(Source data)
>>>
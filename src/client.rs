use std::sync::Arc;

use serde::Serialize;

use crate::config::ClientConfig;
use crate::error::BuildError;
use crate::request::{Method, RequestBuilder, RequestOptions};
use crate::response::{normalize, ApiResult};
use crate::tenant::TenantContext;
use crate::token::{CachingTokenProvider, RefreshTokenSource, StaticTokenProvider, TokenProvider};
use crate::transport::{CancelSignal, HttpTransport, Transport};

/// Tenant-aware authenticated client used by every data-fetching caller.
///
/// Each call fetches a token, builds a fresh descriptor, performs exactly one
/// transport attempt and normalizes the outcome. The outer `Result` only
/// carries programmer errors (`BuildError`); every HTTP or network outcome is
/// the inner [`ApiResult`].
#[derive(Clone)]
pub struct ApiClient {
    builder: RequestBuilder,
    tokens: Arc<dyn TokenProvider>,
    transport: Arc<dyn Transport>,
}

impl ApiClient {
    pub fn new(
        builder: RequestBuilder,
        tokens: Arc<dyn TokenProvider>,
        transport: Arc<dyn Transport>,
    ) -> Self {
        Self {
            builder,
            tokens,
            transport,
        }
    }

    /// Wire up the HTTP transport and token provider described by `config`.
    ///
    /// A fixed access token wins over the refresh flow; with neither the
    /// client runs anonymously.
    pub fn from_config(config: &ClientConfig) -> Result<Self, BuildError> {
        let builder = RequestBuilder::new(&config.api.base_url)?;
        let transport: Arc<dyn Transport> = Arc::new(HttpTransport::new(
            &config.transport.user_agent,
            config.connect_timeout(),
        )?);

        let tokens: Arc<dyn TokenProvider> = match (&config.auth.access_token, &config.auth.refresh_token) {
            (Some(token), _) => Arc::new(StaticTokenProvider::new(Some(token.clone()))),
            (None, Some(_)) => {
                let source = RefreshTokenSource::new(
                    builder.clone(),
                    config.auth.refresh_path.clone(),
                    config.auth.refresh_token.clone(),
                    Arc::clone(&transport),
                );
                Arc::new(CachingTokenProvider::with_leeway(source, config.auth.token_leeway()))
            }
            (None, None) => Arc::new(StaticTokenProvider::anonymous()),
        };

        Ok(Self::new(builder, tokens, transport))
    }

    pub fn builder(&self) -> &RequestBuilder {
        &self.builder
    }

    pub fn tokens(&self) -> &Arc<dyn TokenProvider> {
        &self.tokens
    }

    /// Handle that stamps `tenant` on every call
    pub fn for_tenant(&self, tenant: TenantContext) -> TenantClient {
        TenantClient {
            client: self.clone(),
            tenant,
        }
    }

    /// Run one call. `cancel` covers the whole call, token refresh included;
    /// when it fires the call resolves to [`ApiFailure::cancelled`].
    ///
    /// [`ApiFailure::cancelled`]: crate::error::ApiFailure::cancelled
    pub async fn request(
        &self,
        path: &str,
        options: RequestOptions,
        cancel: Option<CancelSignal>,
    ) -> Result<ApiResult, BuildError> {
        match cancel {
            Some(signal) => match signal.guard(self.execute(path, &options)).await {
                Ok(outcome) => outcome,
                Err(cancelled) => {
                    tracing::debug!(path, "Request cancelled");
                    Ok(Err(cancelled))
                }
            },
            None => self.execute(path, &options).await,
        }
    }

    async fn execute(&self, path: &str, options: &RequestOptions) -> Result<ApiResult, BuildError> {
        let token = self.tokens.get_token().await;
        let descriptor = self.builder.build(path, token.as_deref(), options)?;

        let result = match self.transport.send(&descriptor, None).await {
            Ok(raw) => normalize(raw),
            Err(failure) => Err(failure),
        };

        if let Err(failure) = &result {
            tracing::debug!(
                method = %descriptor.method,
                path = %descriptor.path,
                status = failure.status,
                "Request failed: {}",
                failure.message
            );

            // Drop the rejected token so the next call refreshes; no retry here
            if failure.is_unauthorized() {
                if let Some(token) = &token {
                    self.tokens.invalidate(token).await;
                }
            }
        }

        Ok(result)
    }

    pub async fn get(&self, path: &str) -> Result<ApiResult, BuildError> {
        self.call(Method::Get, path, None, None).await
    }

    pub async fn delete(&self, path: &str) -> Result<ApiResult, BuildError> {
        self.call(Method::Delete, path, None, None).await
    }

    pub async fn post_json<B: Serialize>(&self, path: &str, body: &B) -> Result<ApiResult, BuildError> {
        self.call(Method::Post, path, Some(encode(body)?), None).await
    }

    pub async fn put_json<B: Serialize>(&self, path: &str, body: &B) -> Result<ApiResult, BuildError> {
        self.call(Method::Put, path, Some(encode(body)?), None).await
    }

    pub async fn patch_json<B: Serialize>(&self, path: &str, body: &B) -> Result<ApiResult, BuildError> {
        self.call(Method::Patch, path, Some(encode(body)?), None).await
    }

    async fn call(
        &self,
        method: Method,
        path: &str,
        body: Option<String>,
        tenant: Option<&TenantContext>,
    ) -> Result<ApiResult, BuildError> {
        let options = RequestOptions {
            method: Some(method),
            body,
            tenant: tenant.cloned(),
            ..RequestOptions::default()
        };
        self.request(path, options, None).await
    }
}

/// `ApiClient` bound to one tenant
#[derive(Clone)]
pub struct TenantClient {
    client: ApiClient,
    tenant: TenantContext,
}

impl TenantClient {
    pub fn tenant(&self) -> &TenantContext {
        &self.tenant
    }

    /// Like [`ApiClient::request`]; an explicit tenant in `options` is replaced
    pub async fn request(
        &self,
        path: &str,
        mut options: RequestOptions,
        cancel: Option<CancelSignal>,
    ) -> Result<ApiResult, BuildError> {
        options.tenant = Some(self.tenant.clone());
        self.client.request(path, options, cancel).await
    }

    pub async fn get(&self, path: &str) -> Result<ApiResult, BuildError> {
        self.client.call(Method::Get, path, None, Some(&self.tenant)).await
    }

    pub async fn delete(&self, path: &str) -> Result<ApiResult, BuildError> {
        self.client.call(Method::Delete, path, None, Some(&self.tenant)).await
    }

    pub async fn post_json<B: Serialize>(&self, path: &str, body: &B) -> Result<ApiResult, BuildError> {
        self.client
            .call(Method::Post, path, Some(encode(body)?), Some(&self.tenant))
            .await
    }

    pub async fn put_json<B: Serialize>(&self, path: &str, body: &B) -> Result<ApiResult, BuildError> {
        self.client
            .call(Method::Put, path, Some(encode(body)?), Some(&self.tenant))
            .await
    }

    pub async fn patch_json<B: Serialize>(&self, path: &str, body: &B) -> Result<ApiResult, BuildError> {
        self.client
            .call(Method::Patch, path, Some(encode(body)?), Some(&self.tenant))
            .await
    }
}

fn encode<B: Serialize>(body: &B) -> Result<String, BuildError> {
    serde_json::to_string(body).map_err(|e| BuildError::InvalidBody(e.to_string()))
}
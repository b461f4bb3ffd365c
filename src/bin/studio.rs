use clap::Parser;
use studio_api_client::cli::Cli;
use tracing_subscriber::EnvFilter;

#[tokio::main]
async fn main() -> anyhow::Result<()> {
    tracing_subscriber::fmt()
        .with_env_filter(EnvFilter::from_default_env())
        .with_writer(std::io::stderr)
        .init();

    let cli = Cli::parse();

    if let Err(e) = studio_api_client::cli::run(cli).await {
        match std::env::var("CLI_VERBOSE").as_deref() {
            Ok("true") | Ok("1") => eprintln!("Error: {e:?}"),
            _ => eprintln!("Error: {e}"),
        }
        std::process::exit(1);
    }

    Ok(())
}
use std::future::Future;
use std::time::Duration;

use serde::{Deserialize, Serialize};

use crate::error::ApiFailure;
use crate::response::ApiResult;
use crate::tenant::TenantContext;

/// Exponential backoff for the query layer sitting above the client.
///
/// The client never retries on its own; collaborators opt in through
/// [`run_with_retry`] or by consulting `should_retry` themselves.
#[derive(Debug, Clone, PartialEq, Eq, Serialize, Deserialize)]
pub struct RetryPolicy {
    /// Total attempts including the first one
    pub max_attempts: u32,
    pub base_delay: Duration,
    pub max_delay: Duration,
}

impl Default for RetryPolicy {
    fn default() -> Self {
        Self {
            max_attempts: 3,
            base_delay: Duration::from_millis(1000),
            max_delay: Duration::from_secs(30),
        }
    }
}

impl RetryPolicy {
    pub fn none() -> Self {
        Self {
            max_attempts: 1,
            ..Self::default()
        }
    }

    pub fn with_attempts(max_attempts: u32) -> Self {
        Self {
            max_attempts: max_attempts.max(1),
            ..Self::default()
        }
    }

    /// `attempt` is zero-based: the number of attempts already made minus one
    pub fn should_retry(&self, failure: &ApiFailure, attempt: u32) -> bool {
        failure.is_transient() && attempt + 1 < self.max_attempts
    }

    /// Delay before attempt `attempt + 1`: `base * 2^attempt`, capped
    pub fn delay_for(&self, attempt: u32) -> Duration {
        let factor = 2u32.saturating_pow(attempt);
        self.base_delay
            .checked_mul(factor)
            .unwrap_or(self.max_delay)
            .min(self.max_delay)
    }
}

/// Run `call` until it succeeds, fails permanently, or attempts run out
pub async fn run_with_retry<T, F, Fut>(policy: &RetryPolicy, mut call: F) -> ApiResult<T>
where
    F: FnMut() -> Fut,
    Fut: Future<Output = ApiResult<T>>,
{
    let mut attempt = 0;

    loop {
        match call().await {
            Ok(value) => return Ok(value),
            Err(failure) if policy.should_retry(&failure, attempt) => {
                let delay = policy.delay_for(attempt);
                tracing::debug!(
                    status = failure.status,
                    attempt = attempt + 1,
                    "Retrying in {:?}: {}",
                    delay,
                    failure.message
                );
                tokio::time::sleep(delay).await;
                attempt += 1;
            }
            Err(failure) => return Err(failure),
        }
    }
}

/// Ordered tuple of semantic identifiers the query cache keys results by,
/// e.g. `["courses", "acme", "week=42"]`.
#[derive(Debug, Clone, PartialEq, Eq, Hash, PartialOrd, Ord, Serialize, Deserialize)]
pub struct QueryKey(Vec<String>);

impl QueryKey {
    pub fn new(resource: impl Into<String>) -> Self {
        Self(vec![resource.into()])
    }

    /// Key for a resource scoped to one tenant
    pub fn scoped(resource: impl Into<String>, tenant: &TenantContext) -> Self {
        Self::new(resource).with(tenant.slug())
    }

    pub fn with(mut self, part: impl Into<String>) -> Self {
        self.0.push(part.into());
        self
    }

    pub fn parts(&self) -> &[String] {
        &self.0
    }

    /// Whether `self` is `prefix` or nested under it, for bulk invalidation
    pub fn starts_with(&self, prefix: &QueryKey) -> bool {
        self.0.starts_with(&prefix.0)
    }
}

impl std::fmt::Display for QueryKey {
    fn fmt(&self, f: &mut std::fmt::Formatter<'_>) -> std::fmt::Result {
        write!(f, "{}", self.0.join("/"))
    }
}

#[cfg(test)]
mod tests {
    use super::*;
    use std::sync::atomic::{AtomicU32, Ordering};

    fn fast_policy(max_attempts: u32) -> RetryPolicy {
        RetryPolicy {
            max_attempts,
            base_delay: Duration::from_millis(1),
            max_delay: Duration::from_millis(5),
        }
    }

    #[test]
    fn test_delay_doubles_and_caps() {
        let policy = RetryPolicy::default();
        assert_eq!(policy.delay_for(0), Duration::from_secs(1));
        assert_eq!(policy.delay_for(1), Duration::from_secs(2));
        assert_eq!(policy.delay_for(3), Duration::from_secs(8));
        assert_eq!(policy.delay_for(10), Duration::from_secs(30));
        assert_eq!(policy.delay_for(40), Duration::from_secs(30));
    }

    #[test]
    fn test_client_errors_not_retried() {
        let policy = RetryPolicy::default();
        assert!(!policy.should_retry(&ApiFailure::from_status(404), 0));
        assert!(policy.should_retry(&ApiFailure::from_status(503), 0));
        assert!(policy.should_retry(&ApiFailure::transport("refused"), 1));
        assert!(!policy.should_retry(&ApiFailure::from_status(503), 2));
    }

    #[tokio::test]
    async fn test_run_with_retry_recovers_from_server_error() {
        let calls = AtomicU32::new(0);
        let counter = &calls;
        let result = run_with_retry(&fast_policy(3), move || async move {
            match counter.fetch_add(1, Ordering::SeqCst) {
                0 => Err(ApiFailure::from_status(503)),
                _ => Ok("booked"),
            }
        })
        .await;

        assert_eq!(result, Ok("booked"));
        assert_eq!(calls.load(Ordering::SeqCst), 2);
    }

    #[tokio::test]
    async fn test_run_with_retry_stops_on_client_error() {
        let calls = AtomicU32::new(0);
        let counter = &calls;
        let result: ApiResult<()> = run_with_retry(&fast_policy(5), move || async move {
            counter.fetch_add(1, Ordering::SeqCst);
            Err(ApiFailure::from_status(403))
        })
        .await;

        assert_eq!(result.unwrap_err().status, 403);
        assert_eq!(calls.load(Ordering::SeqCst), 1);
    }

    #[tokio::test]
    async fn test_run_with_retry_gives_up() {
        let calls = AtomicU32::new(0);
        let counter = &calls;
        let result: ApiResult<()> = run_with_retry(&fast_policy(3), move || async move {
            counter.fetch_add(1, Ordering::SeqCst);
            Err(ApiFailure::transport("connection refused"))
        })
        .await;

        assert!(result.unwrap_err().is_transport());
        assert_eq!(calls.load(Ordering::SeqCst), 3);
    }

    #[test]
    fn test_query_key_scoping() {
        let acme = TenantContext::new("acme").unwrap();
        let key = QueryKey::scoped("courses", &acme).with("week=42");

        assert_eq!(key.to_string(), "courses/acme/week=42");
        assert!(key.starts_with(&QueryKey::scoped("courses", &acme)));

        let zen = TenantContext::new("zen").unwrap();
        assert!(!key.starts_with(&QueryKey::scoped("courses", &zen)));
    }
}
<<<
◆ WHAT TO PRODUCE
Using the data above, return each line that includes the word "acme".

◆ RESPONSE TO THE TASK
/// e.g. `["courses", "acme", "week=42"]`.
        let acme = TenantContext::new("acme").unwrap();
        let key = QueryKey::scoped("courses", &acme).with("week=42");
        assert_eq!(key.to_string(), "courses/acme/week=42");
        assert!(key.starts_with(&QueryKey::scoped("courses", &acme)));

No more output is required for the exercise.